Start of Given records

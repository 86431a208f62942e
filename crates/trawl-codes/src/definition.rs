//! Code table types and the parsers for the site's table formats.
//!
//! The site publishes its filter options in three shapes:
//!
//! - a conditions document, `{"zpData": {"degreeList": [{"name", "code"}], ...}}`
//! - a hierarchical tree, where each node may carry `subLevelModelList` children
//! - a flat `{"name": "code"}` map, as written by earlier exports

use crate::error::{CodeError, Result};
use serde_json::Value;
use std::collections::BTreeMap;
use trawl_core::FilterField;

/// Key under which child nodes are nested in hierarchical tables.
const CHILDREN_KEY: &str = "subLevelModelList";

/// Mapping of human-readable names to site codes for one filter.
#[derive(Debug, Clone, PartialEq, Eq)]
pub struct CodeTable {
    field: FilterField,
    entries: BTreeMap<String, String>,
}

impl CodeTable {
    /// Create an empty table for a filter.
    #[must_use]
    pub fn new(field: FilterField) -> Self {
        Self {
            field,
            entries: BTreeMap::new(),
        }
    }

    /// Create a table from `(name, code)` pairs.
    pub fn from_pairs<N, C>(field: FilterField, pairs: impl IntoIterator<Item = (N, C)>) -> Self
    where
        N: Into<String>,
        C: Into<String>,
    {
        Self {
            field,
            entries: pairs
                .into_iter()
                .map(|(name, code)| (name.into(), code.into()))
                .collect(),
        }
    }

    /// Parse a flat `{"name": code}` object.
    pub fn from_flat_map(field: FilterField, value: &Value) -> Result<Self> {
        let object = value.as_object().ok_or_else(|| CodeError::ValidationError {
            table: field.to_string(),
            reason: "expected a JSON object of name to code".to_string(),
        })?;

        let mut table = Self::new(field);
        for (name, code) in object {
            if let Some(code) = code_string(code) {
                table.entries.insert(name.clone(), code);
            }
        }
        Ok(table)
    }

    /// Parse a hierarchical node list, descending at most `depth` levels.
    ///
    /// A depth of 1 keeps only the top-level nodes; every extra level also
    /// collects the `subLevelModelList` children one step further down.
    pub fn from_hierarchy(field: FilterField, nodes: &Value, depth: usize) -> Result<Self> {
        let nodes = nodes.as_array().ok_or_else(|| CodeError::ValidationError {
            table: field.to_string(),
            reason: "expected a JSON array of nodes".to_string(),
        })?;

        let mut table = Self::new(field);
        collect_nodes(nodes, depth, &mut table.entries);
        Ok(table)
    }

    /// Filter this table translates.
    #[must_use]
    pub fn field(&self) -> FilterField {
        self.field
    }

    /// Look up the code for a name.
    #[must_use]
    pub fn get(&self, name: &str) -> Option<&str> {
        self.entries.get(name).map(String::as_str)
    }

    /// Number of entries.
    #[must_use]
    pub fn len(&self) -> usize {
        self.entries.len()
    }

    /// Whether the table has no entries.
    #[must_use]
    pub fn is_empty(&self) -> bool {
        self.entries.is_empty()
    }

    /// Iterate `(name, code)` pairs in name order.
    pub fn iter(&self) -> impl Iterator<Item = (&str, &str)> {
        self.entries
            .iter()
            .map(|(name, code)| (name.as_str(), code.as_str()))
    }

    /// Add the entries of another table for the same field.
    /// Existing names keep their code.
    pub fn merge(&mut self, other: CodeTable) {
        for (name, code) in other.entries {
            self.entries.entry(name).or_insert(code);
        }
    }

    /// Reject tables with blank names or codes.
    pub fn validate(&self) -> Result<()> {
        for (name, code) in &self.entries {
            if name.trim().is_empty() {
                return Err(CodeError::ValidationError {
                    table: self.field.to_string(),
                    reason: format!("blank name for code {code}"),
                });
            }
            if code.trim().is_empty() {
                return Err(CodeError::ValidationError {
                    table: self.field.to_string(),
                    reason: format!("blank code for {name}"),
                });
            }
        }
        Ok(())
    }
}

/// Parse a conditions document into one table per known filter.
///
/// Lists for filters this crate does not use (`payTypeList`, `partTimeList`)
/// are skipped.
pub fn parse_conditions(document: &Value) -> Result<Vec<CodeTable>> {
    let lists = document
        .get("zpData")
        .unwrap_or(document)
        .as_object()
        .ok_or_else(|| CodeError::ValidationError {
            table: "conditions".to_string(),
            reason: "expected an object of option lists".to_string(),
        })?;

    let mut tables = Vec::new();
    for (list_name, items) in lists {
        let Some(category) = list_name.strip_suffix("List") else {
            continue;
        };
        let Some(field) = FilterField::from_table_name(category) else {
            tracing::debug!(list = %list_name, "skipping unused condition list");
            continue;
        };
        tables.push(CodeTable::from_hierarchy(field, items, 1)?);
    }

    Ok(tables)
}

fn collect_nodes(nodes: &[Value], depth: usize, out: &mut BTreeMap<String, String>) {
    if depth == 0 {
        return;
    }

    for node in nodes {
        let Some(object) = node.as_object() else {
            continue;
        };

        if let (Some(name), Some(code)) = (
            object.get("name").and_then(Value::as_str),
            object.get("code").and_then(code_string),
        ) {
            out.insert(name.to_string(), code);
        }

        if let Some(children) = object.get(CHILDREN_KEY).and_then(Value::as_array) {
            collect_nodes(children, depth - 1, out);
        }
    }
}

/// Codes arrive as either JSON numbers or strings.
fn code_string(value: &Value) -> Option<String> {
    match value {
        Value::String(s) if !s.trim().is_empty() => Some(s.clone()),
        Value::Number(n) => Some(n.to_string()),
        _ => None,
    }
}
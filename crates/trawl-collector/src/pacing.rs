//! Randomized delays between browser operations.
//!
//! Every navigation, scroll and retry is preceded or followed by a pause
//! drawn uniformly from the range configured for its category, so the
//! session's timing does not look scripted.

use rand::rngs::StdRng;
use rand::{Rng, SeedableRng};
use std::time::Duration;
use tracing::trace;
use trawl_core::{DelayRange, PacingConfig};

/// Category names with a default range in [`PacingConfig`].
pub mod category {
    /// After loading a search page
    pub const PAGE_LOAD: &str = "page_load";
    /// After an automatic scroll
    pub const SCROLL: &str = "scroll";
    /// Between two page requests
    pub const REQUEST: &str = "request";
    /// Before retrying a failed navigation
    pub const RETRY: &str = "retry";
    /// After opening the site home during warm-up
    pub const INITIAL_ACCESS: &str = "initial_access";
    /// After opening the search landing page during warm-up
    pub const SEARCH_ACCESS: &str = "search_access";
}

/// Samples and sleeps randomized delays per category.
#[derive(Debug)]
pub struct PacingController {
    config: PacingConfig,
    rng: StdRng,
}

impl PacingController {
    /// Create a controller seeded from system entropy.
    #[must_use]
    pub fn new(config: PacingConfig) -> Self {
        Self {
            config,
            rng: StdRng::from_entropy(),
        }
    }

    /// Create a controller with a fixed seed, for reproducible delays.
    #[must_use]
    pub fn with_seed(config: PacingConfig, seed: u64) -> Self {
        Self {
            config,
            rng: StdRng::seed_from_u64(seed),
        }
    }

    /// Range used for a category; unknown names get the default range.
    #[must_use]
    pub fn range(&self, category: &str) -> DelayRange {
        self.config
            .categories
            .get(category)
            .copied()
            .unwrap_or(self.config.default)
    }

    /// Draw a delay for `category` without sleeping.
    pub fn sample(&mut self, category: &str) -> Duration {
        let range = self.range(category);
        let (low, high) = if range.min_ms <= range.max_ms {
            (range.min_ms, range.max_ms)
        } else {
            (range.max_ms, range.min_ms)
        };
        Duration::from_millis(self.rng.gen_range(low..=high))
    }

    /// Sleep for a delay drawn for `category` and return it.
    pub async fn wait(&mut self, category: &str) -> Duration {
        self.wait_scaled(category, 1).await
    }

    /// Sleep for `factor` times a delay drawn for `category`.
    ///
    /// Used for linear backoff between retries.
    pub async fn wait_scaled(&mut self, category: &str, factor: u32) -> Duration {
        let delay = self.sample(category) * factor.max(1);
        trace!(category, ?delay, "pacing");
        tokio::time::sleep(delay).await;
        delay
    }
}
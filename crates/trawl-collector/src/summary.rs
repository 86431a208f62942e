//! Aggregate statistics over collected records.

use crate::orchestrator::{CollectionOutcome, RunStatus};
use crate::record::JobRecord;
use crate::FailureKind;
use chrono::{DateTime, Utc};
use serde::{Deserialize, Serialize};
use std::collections::HashMap;
use uuid::Uuid;

/// Label used when a record leaves a grouped field empty.
pub const UNKNOWN: &str = "unknown";

/// One value of a distribution and how many records carry it.
#[derive(Debug, Clone, PartialEq, Eq, Serialize, Deserialize)]
pub struct Bucket {
    pub value: String,
    pub count: usize,
}

/// How a run went, recorded next to its statistics.
#[derive(Debug, Clone, PartialEq, Serialize, Deserialize)]
pub struct RunInfo {
    pub run_id: Uuid,
    pub mode: String,
    pub status: String,
    #[serde(skip_serializing_if = "Option::is_none")]
    pub failure: Option<FailureKind>,
    #[serde(skip_serializing_if = "Option::is_none")]
    pub reason: Option<String>,
    pub attempts: u32,
    pub packets_processed: usize,
    pub total_count: Option<u64>,
    pub started_at: DateTime<Utc>,
    pub finished_at: DateTime<Utc>,
}

/// Distributions of the collected records by city, company scale, degree
/// and experience, each sorted by count (highest first).
#[derive(Debug, Clone, PartialEq, Serialize, Deserialize)]
pub struct CollectionSummary {
    pub total_jobs: usize,
    pub city_distribution: Vec<Bucket>,
    pub scale_distribution: Vec<Bucket>,
    pub degree_distribution: Vec<Bucket>,
    pub experience_distribution: Vec<Bucket>,
    #[serde(default, skip_serializing_if = "Option::is_none")]
    pub run: Option<RunInfo>,
}

impl CollectionSummary {
    #[must_use]
    pub fn from_records(records: &[JobRecord]) -> Self {
        Self {
            total_jobs: records.len(),
            city_distribution: distribution(records, |r| &r.city_name),
            scale_distribution: distribution(records, |r| &r.brand_scale_name),
            degree_distribution: distribution(records, |r| &r.job_degree),
            experience_distribution: distribution(records, |r| &r.job_experience),
            run: None,
        }
    }

    /// Summary of a finished run, including its status.
    #[must_use]
    pub fn from_outcome(outcome: &CollectionOutcome) -> Self {
        let (status, failure, reason) = match &outcome.status {
            RunStatus::Terminated => ("terminated", None, None),
            RunStatus::Failed { kind, message } => ("failed", Some(*kind), Some(message.clone())),
        };

        Self {
            run: Some(RunInfo {
                run_id: outcome.run_id,
                mode: outcome.mode.label().to_string(),
                status: status.to_string(),
                failure,
                reason,
                attempts: outcome.attempts,
                packets_processed: outcome.packets_processed,
                total_count: outcome.total_count,
                started_at: outcome.started_at,
                finished_at: outcome.finished_at,
            }),
            ..Self::from_records(&outcome.records)
        }
    }
}

fn distribution<F>(records: &[JobRecord], key: F) -> Vec<Bucket>
where
    F: Fn(&JobRecord) -> &String,
{
    let mut counts: HashMap<&str, usize> = HashMap::new();
    for record in records {
        let value = key(record).trim();
        let value = if value.is_empty() { UNKNOWN } else { value };
        *counts.entry(value).or_default() += 1;
    }

    let mut buckets: Vec<Bucket> = counts
        .into_iter()
        .map(|(value, count)| Bucket {
            value: value.to_string(),
            count,
        })
        .collect();
    buckets.sort_by(|a, b| b.count.cmp(&a.count).then_with(|| a.value.cmp(&b.value)));
    buckets
}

End of Given records

§ **Aim of the exercise**:
Looking at the records above, work out how many lines contain "RunStatus". Give the number only.

§ **Output of the task**:
3